▶ [Problem requirements]: The expected response is a copy of every line in the entries below that includes the word "EvaluationOracle".

━━ Data provided

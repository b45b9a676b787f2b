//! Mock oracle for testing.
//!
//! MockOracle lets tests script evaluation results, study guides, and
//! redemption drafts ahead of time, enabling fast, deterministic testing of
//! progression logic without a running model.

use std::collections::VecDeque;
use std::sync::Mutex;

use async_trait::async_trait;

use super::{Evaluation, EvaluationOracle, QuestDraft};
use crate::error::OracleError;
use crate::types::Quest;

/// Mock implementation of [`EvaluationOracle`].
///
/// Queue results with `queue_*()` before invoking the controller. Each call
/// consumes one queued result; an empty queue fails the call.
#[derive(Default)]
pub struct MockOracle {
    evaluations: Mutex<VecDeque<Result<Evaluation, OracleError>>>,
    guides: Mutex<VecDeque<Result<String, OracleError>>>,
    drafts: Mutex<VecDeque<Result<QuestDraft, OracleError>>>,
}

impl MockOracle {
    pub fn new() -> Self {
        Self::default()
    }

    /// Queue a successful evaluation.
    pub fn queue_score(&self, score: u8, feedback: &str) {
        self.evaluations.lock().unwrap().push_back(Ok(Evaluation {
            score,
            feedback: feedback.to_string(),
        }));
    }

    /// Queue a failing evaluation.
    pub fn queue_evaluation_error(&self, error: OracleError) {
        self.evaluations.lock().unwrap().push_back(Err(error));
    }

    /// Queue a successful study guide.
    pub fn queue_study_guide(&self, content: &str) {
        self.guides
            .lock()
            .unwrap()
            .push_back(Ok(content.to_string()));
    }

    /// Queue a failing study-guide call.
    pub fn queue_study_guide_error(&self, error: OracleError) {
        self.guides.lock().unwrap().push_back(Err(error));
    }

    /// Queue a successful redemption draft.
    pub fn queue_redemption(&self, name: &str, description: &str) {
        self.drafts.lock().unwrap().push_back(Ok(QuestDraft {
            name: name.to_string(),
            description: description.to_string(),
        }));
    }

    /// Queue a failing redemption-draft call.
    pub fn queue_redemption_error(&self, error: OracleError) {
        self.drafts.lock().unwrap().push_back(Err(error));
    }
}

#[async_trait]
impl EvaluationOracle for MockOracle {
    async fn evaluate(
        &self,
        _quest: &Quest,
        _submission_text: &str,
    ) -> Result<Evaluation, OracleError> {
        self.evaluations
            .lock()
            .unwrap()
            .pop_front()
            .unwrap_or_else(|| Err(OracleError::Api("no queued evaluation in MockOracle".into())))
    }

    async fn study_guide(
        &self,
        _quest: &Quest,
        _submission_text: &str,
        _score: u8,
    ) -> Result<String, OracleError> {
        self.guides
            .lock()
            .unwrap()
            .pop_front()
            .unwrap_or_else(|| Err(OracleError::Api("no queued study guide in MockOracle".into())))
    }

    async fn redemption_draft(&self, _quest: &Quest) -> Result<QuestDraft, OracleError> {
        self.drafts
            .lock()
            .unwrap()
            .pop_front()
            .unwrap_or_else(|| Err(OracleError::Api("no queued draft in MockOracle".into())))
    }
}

━━━━
━━ Data provided

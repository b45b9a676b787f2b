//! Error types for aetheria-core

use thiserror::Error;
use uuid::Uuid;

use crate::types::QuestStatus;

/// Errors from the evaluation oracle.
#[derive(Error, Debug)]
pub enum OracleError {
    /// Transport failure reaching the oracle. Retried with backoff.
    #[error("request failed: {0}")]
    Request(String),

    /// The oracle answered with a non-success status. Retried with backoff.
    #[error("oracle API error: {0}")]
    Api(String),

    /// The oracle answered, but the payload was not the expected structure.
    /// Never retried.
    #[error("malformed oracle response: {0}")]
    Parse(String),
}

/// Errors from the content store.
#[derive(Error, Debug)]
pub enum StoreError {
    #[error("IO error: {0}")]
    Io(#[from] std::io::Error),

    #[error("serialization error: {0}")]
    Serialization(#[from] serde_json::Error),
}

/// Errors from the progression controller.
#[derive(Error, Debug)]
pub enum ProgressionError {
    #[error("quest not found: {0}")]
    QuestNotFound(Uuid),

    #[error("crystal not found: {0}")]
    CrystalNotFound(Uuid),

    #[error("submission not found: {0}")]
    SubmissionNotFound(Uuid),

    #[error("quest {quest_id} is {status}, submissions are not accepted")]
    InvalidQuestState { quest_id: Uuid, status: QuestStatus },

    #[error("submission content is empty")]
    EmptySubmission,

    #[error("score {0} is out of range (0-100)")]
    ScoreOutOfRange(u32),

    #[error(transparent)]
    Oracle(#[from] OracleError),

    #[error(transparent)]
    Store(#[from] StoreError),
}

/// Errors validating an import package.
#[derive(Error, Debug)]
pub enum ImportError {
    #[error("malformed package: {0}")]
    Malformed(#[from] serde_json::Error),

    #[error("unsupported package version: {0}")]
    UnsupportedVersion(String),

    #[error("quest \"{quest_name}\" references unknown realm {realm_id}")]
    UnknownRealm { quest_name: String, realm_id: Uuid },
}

━━━━

▶ [Output for this task]:
use super::{Evaluation, EvaluationOracle, QuestDraft};
/// Mock implementation of [`EvaluationOracle`].
impl EvaluationOracle for MockOracle {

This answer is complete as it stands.